RL Decompiler

Introduction

Decompilation is the process of converting compiled machine code back into source code. Reverse engineers use “decompiler” software, such as IDA Pro and Ghidra, to reverse engineer software. These decompilers are based on static analysis and rule-based heuristics.

In this post, we explore the use of reinforcement learning to train a LoRA adapter for Qwen2.5-Coder-7B-Instruct. We are going to set the bar high, and try to generate C++ code that compiles into the exact same assembly as the original.

Why RL?

Decompilation is a translation task, which is often trained using cross-entropy. However, Qwen Coder is already trained on a large corpus of code, likely including parallel corpora of C++/ASM. We can make the argument that the model is already capable of this task, and that reinforcement learning can be used to improve it. One reason Qwen is not already a decompiler is that there are distinct

  • We want to learn the compiler signal.

Dataset

We source our training data from deepmind code_contests, which is the largest dataset of readily compileable code (as far as I’m aware).

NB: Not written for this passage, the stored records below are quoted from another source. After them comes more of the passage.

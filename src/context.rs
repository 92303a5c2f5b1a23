//! Per-call context: start instant, optional deadline and cancellation.
//!
//! Every orchestrator call is driven by one [`CallContext`]. Retry loops derive their time budget
//! from [`CallContext::remaining`] at loop entry and race their sleeps against
//! [`CallContext::cancelled`]. Times come from `tokio::time` so paused-clock tests stay
//! deterministic.

use std::time::Duration;
use tokio::time::Instant;
use tokio_util::sync::CancellationToken;

#[derive(Debug, Clone)]
pub struct CallContext {
    started: Instant,
    deadline: Option<Instant>,
    cancel: CancellationToken,
}

impl Default for CallContext {
    fn default() -> Self {
        Self::new()
    }
}

impl CallContext {
    /// Context without a deadline.
    pub fn new() -> Self {
        Self { started: Instant::now(), deadline: None, cancel: CancellationToken::new() }
    }

    /// Context whose deadline is `timeout` from now.
    pub fn with_timeout(timeout: Duration) -> Self {
        let ctx = Self::new();
        let deadline = ctx.started + timeout;
        ctx.with_deadline(deadline)
    }

    /// Set an absolute deadline. An earlier existing deadline wins.
    pub fn with_deadline(mut self, deadline: Instant) -> Self {
        self.deadline = Some(match self.deadline {
            Some(existing) => existing.min(deadline),
            None => deadline,
        });
        self
    }

    /// Drive cancellation from an external token.
    pub fn with_cancellation(mut self, token: CancellationToken) -> Self {
        self.cancel = token;
        self
    }

    /// When the call started.
    pub fn started(&self) -> Instant {
        self.started
    }

    /// Time since the call started.
    pub fn elapsed(&self) -> Duration {
        self.started.elapsed()
    }

    pub fn deadline(&self) -> Option<Instant> {
        self.deadline
    }

    /// Time left before the deadline; `None` when there is no deadline.
    pub fn remaining(&self) -> Option<Duration> {
        self.deadline.map(|d| d.saturating_duration_since(Instant::now()))
    }

    /// Cancel this context and every clone of it.
    pub fn cancel(&self) {
        self.cancel.cancel();
    }

    pub fn is_cancelled(&self) -> bool {
        self.cancel.is_cancelled()
    }

    /// Completes once the context is cancelled.
    pub async fn cancelled(&self) {
        self.cancel.cancelled().await
    }

    pub fn cancellation_token(&self) -> &CancellationToken {
        &self.cancel
    }
}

def compile_and_split(sample: dict, *, sample_id: int) -> Optional[Dict[str, str]]:

    flags = [
        "-O2", "-std=c++17",
        # filter out directives and debugging information
        "-fno-verbose-asm", "-fno-asynchronous-unwind-tables",
        "-fno-stack-protector", "-fno-ident", "-g0",
        "-fno-inline-functions", "-fno-inline-functions-called-once",
        "-fno-implicit-templates", "-fno-rtti", "-fno-exceptions",
    ]

    # compile to a human-readable assembly listing
    res = subprocess.run(
        ["g++", *flags, "-x", "c++", "-", "-S", "-o", "-"],
        input=tu.encode(), stdout=subprocess.PIPE, stderr=subprocess.PIPE
    )
    if res.returncode:
        return None
    asm_text = res.stdout.decode("utf-8", "replace")
    asm_text = strip_directives(asm_text)

    # split into functions
    funcs, current, buf = {}, None, []
    for line in asm_text.splitlines(keepends=True):
        # ...

Setting up the Environment

We can train our model on Modal.com. Modal offers $30/month in credits for its free tier, which is enough to train this model.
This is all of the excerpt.